Salah satu korban adalah putra kedua Jenderal Qi Wei, pejabat tingkat dua di pemerintahan. Ia dikenal mahir menunggang kuda dan berniat menaklukkan kuda liar itu untuk memamerkan keahliannya. Namun yang ia dapat hanyalah tapak kaki kuda di wajah, menyaksikan satu demi satu peserta lain ditendang saat mencoba menjinakkan kuda itu.

Qi An adalah peserta kedua belas yang mencoba.

“Menurutmu, apakah orang ini bisa menaklukkan kudanya?” seseorang bertanya pada putra kedua Jenderal Qi Wei.

“Aku bertaruh tiga ratus tael perak, orang ini pasti... pasti... Apa? Ini... ini tidak mungkin!” Putra kedua itu sama sekali tidak percaya Qi An bisa menjinakkan kuda liar itu, jadi ia hanya bercanda. Namun sebelum ia selesai bicara, kuda jantan itu berubah jinak seperti kuda betina, membawa Qi An berlari bebas di arena.

Bahkan setelah Qi An turun, kuda itu masih menggesekkan kepalanya ke tubuhnya, membuat putra kedua itu melongo tak percaya.

“Aku... aku pasti salah lihat! Aku tidak percaya! Aku harus coba sekali lagi!” Setelah Qi An pergi, ia pun mencoba mendekati kuda itu lagi.

Namun yang terdengar hanya teriakan “Aduh!”, dan wajahnya kembali dihiasi tapak kaki kuda, tubuhnya terlempar beberapa meter lagi.

Qi An hanya tersenyum melihat kejadian itu dari kejauhan. Keahlian menunggang kuda sejati bukan hanya soal menaklukkan dengan kekerasan.

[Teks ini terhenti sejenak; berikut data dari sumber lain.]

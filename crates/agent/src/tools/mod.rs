//! Built-in tools.
//!
//! | Tool | Prefix | Terminal |
//! |------|--------|----------|
//! | [`EditTool`] | `1. I'll only edit` | no |
//! | [`ConfirmTool`] | `1. I want to confirm` | yes |

pub mod confirm;
pub mod edit;

pub use confirm::ConfirmTool;
pub use edit::{EditParams, EditTool, PreviewFn};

Tadi, putra kedua itu datang membawa cambuk dan wajah penuh amarah... kuda mana pun yang punya sedikit temperamen pasti akan menendangnya.

Tentu saja, setelah Qi An, Lu Youjia pun datang dan dengan mudah menjinakkan kuda itu. Seorang gadis lemah lembut pun bisa menjinakkan kuda liar, membuat putra kedua itu meragukan makna hidupnya. Ia masih bersikeras mencoba lagi dan lagi, namun hasilnya tetap sama.

Kini, kedua matanya dan ubun-ubunnya penuh bekas tapak kaki kuda, sungguh pemandangan yang menggelikan.

Setelah kejadian itu, putra kedua Jenderal Qi Wei menjadi penasaran dengan identitas Qi An dan Lu Youjia, lalu menyuruh orang untuk menyelidiki mereka. Yang didapat hanyalah data dari riwayat pendaftaran mereka, dan ketika ia tahu mereka berasal dari Kantor Penjaga Utara di Barat Laut, ia tampak termenung memikirkan sesuatu.

“Kalau mereka dari Barat Laut, wajar saja kalau mahir berkuda,” kata pelayan di sampingnya.

Sebenarnya, yang ia pikirkan bukan itu. Beberapa hari lalu, ia mendengar ayahnya mendapat perintah rahasia dari istana, memintanya memimpin pasukan ke Kantor Penjaga Utara untuk menumpas pemberontak.

Setahunya, Pangeran Lu dari Kantor Penjaga Utara, meski bergelar bangsawan, selalu setia pada istana, dan tidak mungkin jadi pemberontak. Apalagi akhir-akhir ini, tak ada serangan dari bangsa asing di sana. Jadi, dari mana datangnya pemberontak itu? Ia benar-benar tidak mengerti.

Karena tak mengerti, ia pun berhenti memikirkannya. Toh ia hanyalah seorang pemuda nakal dari Kota Yong'an, urusan negara bukanlah sesuatu yang ia pedulikan.